── THE DATA ──

//! The stats aggregation workflow.

use std::sync::Arc;
use std::time::Duration;

use serde::Serialize;

use gacha_core::{CollectionItem, GachaError, Result, UserId};
use gacha_store::{CollectedCardFilter, RollTransactionFilter, Store};

use crate::roll::DEFAULT_OP_TIMEOUT;

/// How many previous rolls a snapshot carries.
pub const RECENT_ROLL_LIMIT: u32 = 3;

/// Aggregate view of one user's current collection.
#[derive(Debug, Clone, PartialEq, Eq, Serialize)]
pub struct StatsSnapshot {
    /// Size of the rollable catalog.
    pub rollable_card_count: u64,

    /// Rolls the user made into the current collection.
    pub roll_count_for_current_collection: u64,

    /// Distinct cards collected.
    pub distinct_roll_count: u64,

    /// Current coin balance.
    pub coin_balance: i64,

    /// The distinct card set itself.
    pub distinct_rolls: Vec<CollectionItem>,

    /// Up to [`RECENT_ROLL_LIMIT`] most recent rolls, most recent first.
    pub previous_rolls: Vec<CollectionItem>,
}

/// Composes the read-side queries into a single snapshot.
#[derive(Clone)]
pub struct StatsAggregator {
    store: Arc<dyn Store>,
    op_timeout: Duration,
}

impl StatsAggregator {
    /// Create an aggregator with the default deadline.
    #[must_use]
    pub fn new(store: Arc<dyn Store>) -> Self {
        Self::with_timeout(store, DEFAULT_OP_TIMEOUT)
    }

    /// Create an aggregator with an explicit deadline.
    #[must_use]
    pub fn with_timeout(store: Arc<dyn Store>, op_timeout: Duration) -> Self {
        Self { store, op_timeout }
    }

    /// Build the stats snapshot for an existing user.
    ///
    /// The five sub-reads are independent and issued concurrently; if any
    /// fails, the whole call fails with that error. Never returns a partial
    /// snapshot.
    ///
    /// # Errors
    ///
    /// - [`GachaError::UserNotFound`] if the user has not been provisioned.
    /// - [`GachaError::Timeout`] if the deadline elapses.
    /// - [`GachaError::Storage`] if the persistence collaborator fails.
    pub async fn stats(&self, user_id: &UserId) -> Result<StatsSnapshot> {
        tokio::time::timeout(self.op_timeout, self.stats_inner(user_id))
            .await
            .map_err(|_| GachaError::Timeout)?
    }

    async fn stats_inner(&self, user_id: &UserId) -> Result<StatsSnapshot> {
        let user = self
            .store
            .get_user(user_id)
            .await?
            .ok_or_else(|| GachaError::UserNotFound {
                user_id: user_id.to_string(),
            })?;
        let collection_id = user.current_collection_id;

        let roll_filter = RollTransactionFilter::for_collection(user.user_id.clone(), collection_id);
        let distinct_filter = CollectedCardFilter::distinct_in(collection_id);

        let (rollable_card_count, rolls, distinct_rolls, balance, previous_rolls) = tokio::try_join!(
            async { self.store.count_cards().await.map_err(GachaError::from) },
            async { self.store.list_rolls(&roll_filter).await.map_err(GachaError::from) },
            async {
                self.store
                    .list_collected(&distinct_filter)
                    .await
                    .map_err(GachaError::from)
            },
            async { self.store.coin_balance(user_id).await.map_err(GachaError::from) },
            async {
                self.store
                    .recent_rolls(user_id, collection_id, RECENT_ROLL_LIMIT)
                    .await
                    .map_err(GachaError::from)
            },
        )?;

        let coin_balance = balance.ok_or_else(|| GachaError::UserNotFound {
            user_id: user_id.to_string(),
        })?;

        Ok(StatsSnapshot {
            rollable_card_count,
            roll_count_for_current_collection: rolls.len() as u64,
            distinct_roll_count: distinct_rolls.len() as u64,
            coin_balance,
            distinct_rolls,
            previous_rolls,
        })
    }
}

───

▶ ACTIVITY: Transcribe the records above from the line holding "concurrently; if any" down to the line holding "async fn stats_inner(&self, user_id: &UserId)", inclusive, without adding anything.

▶ FINISHED TASK:
    /// The five sub-reads are independent and issued concurrently; if any
    /// fails, the whole call fails with that error. Never returns a partial
    /// snapshot.
    ///
    /// # Errors
    ///
    /// - [`GachaError::UserNotFound`] if the user has not been provisioned.
    /// - [`GachaError::Timeout`] if the deadline elapses.
    /// - [`GachaError::Storage`] if the persistence collaborator fails.
    pub async fn stats(&self, user_id: &UserId) -> Result<StatsSnapshot> {
        tokio::time::timeout(self.op_timeout, self.stats_inner(user_id))
            .await
            .map_err(|_| GachaError::Timeout)?
    }

    async fn stats_inner(&self, user_id: &UserId) -> Result<StatsSnapshot> {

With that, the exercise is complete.